An enhanced method for sequence walking and paralog mining: TOPO® Vector-Ligation PCR
© Davis et al; licensee BioMed Central Ltd. 2010
Received: 10 November 2009
Accepted: 4 March 2010
Published: 4 March 2010
Skip to main content
© Davis et al; licensee BioMed Central Ltd. 2010
Received: 10 November 2009
Accepted: 4 March 2010
Published: 4 March 2010
Although technological advances allow for the economical acquisition of whole genome sequences, many organisms' genomes remain unsequenced, and fully sequenced genomes may contain gaps. Researchers reliant upon partial genomic or heterologous sequence information require methods for obtaining unknown sequences from loci of interest. Various PCR based techniques are available for sequence walking - i.e., the acquisition of unknown DNA sequence adjacent to known sequence. Many such methods require rigid, elaborate protocols and/or impose narrowly confined options in the choice of restriction enzymes for necessary genomic digests. We describe a new method, TOPO® Vector-Ligation PCR (or TVL-PCR) that innovatively integrates available tools and familiar concepts to offer advantages as a means of both targeted sequence walking and paralog mining.
TVL-PCR exploits the ligation efficiency of the pCR®4-TOPO® (Invitrogen, Carlsbad, California) vector system to capture fragments of unknown sequence by creating chimeric molecules containing defined priming sites at both ends. Initially, restriction enzyme-digested genomic DNA is end-repaired to create 3' adenosine overhangs and is then ligated to pCR4-TOPO vectors. The ligation product pool is used directly as a template for nested PCR, using specific primers to target orthologous sequences, or degenerate primers to enable capture of paralogous gene family members. We demonstrated the efficacy of this method by capturing entire coding and partial promoter sequences of several strawberry Superman-like genes.
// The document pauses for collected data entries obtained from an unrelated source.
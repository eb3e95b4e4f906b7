use std::fmt;

use crate::types::{DecimalTime, StandardTime};

/// `"HH:MM:SS"`, every field zero-padded to two digits.
pub fn format_standard_time(time: &StandardTime) -> String {
    format!("{:02}:{:02}:{:02}", time.hours, time.minutes, time.seconds)
}

/// `"H:MM:SS"`: the single decimal-hour digit is left unpadded; minutes and
/// seconds are floored and zero-padded.
pub fn format_decimal_time(time: &DecimalTime) -> String {
    format!("{}:{:02}:{:02}", time.hours, time.minutes, time.whole_seconds())
}

/// Day progress with two decimals, e.g. `"50.00%"`.
pub fn format_percent_of_day(time: &DecimalTime) -> String {
    format!("{:.2}%", time.percent_of_day)
}

impl fmt::Display for StandardTime {
    fn fmt(&self, f: &mut fmt::Formatter<'_>) -> fmt::Result {
        f.write_str(&format_standard_time(self))
    }
}

impl fmt::Display for DecimalTime {
    fn fmt(&self, f: &mut fmt::Formatter<'_>) -> fmt::Result {
        f.write_str(&format_decimal_time(self))
    }
}
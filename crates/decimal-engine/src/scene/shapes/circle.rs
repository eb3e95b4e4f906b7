use crate::coords::Vec2;
use crate::paint::Color;
use crate::scene::{DrawCmd, DrawList, ZIndex};

use super::{Glow, Stroke};

/// Circle draw payload.
#[derive(Debug, Clone, PartialEq)]
pub struct CircleCmd {
    pub center: Vec2,
    pub radius: f32,
    pub fill: Option<Color>,
    pub stroke: Option<Stroke>,
    pub glow: Option<Glow>,
}

impl CircleCmd {
    #[inline]
    pub fn new(center: Vec2, radius: f32) -> Self {
        Self { center, radius, fill: None, stroke: None, glow: None }
    }

    pub fn fill(mut self, color: Color) -> Self { self.fill = Some(color); self }
    pub fn stroke(mut self, stroke: Stroke) -> Self { self.stroke = Some(stroke); self }
    pub fn glow(mut self, glow: Glow) -> Self { self.glow = Some(glow); self }
}

impl DrawList {
    /// Records a circle draw command.
    #[inline]
    pub fn push_circle(&mut self, z: ZIndex, cmd: CircleCmd) {
        self.push(z, DrawCmd::Circle(cmd));
    }

    /// Records a solid disc.
    #[inline]
    pub fn push_fill_circle(&mut self, z: ZIndex, center: Vec2, radius: f32, color: Color) {
        self.push_circle(z, CircleCmd::new(center, radius).fill(color));
    }
}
TVL-PCR is a convenient and efficient method for DNA sequence walking and paralog mining that is applicable to any organism for which relevant DNA sequence is available as a basis for primer design.
Efforts to obtain desired gene and promoter sequences often rely on exploitation of fragmentary genomic or cDNA sequence information available from homologous or heterologous sources as a basis for PCR primer design. Various PCR-based sequence walking techniques have been developed for acquiring previously unknown genomic sequence flanking a known site [1–5]. All such techniques share a common strategy: creation of a distal priming site or sites for use in conjunction with priming sites in known genomic sequence. However, these techniques vary in how the distal priming site is created.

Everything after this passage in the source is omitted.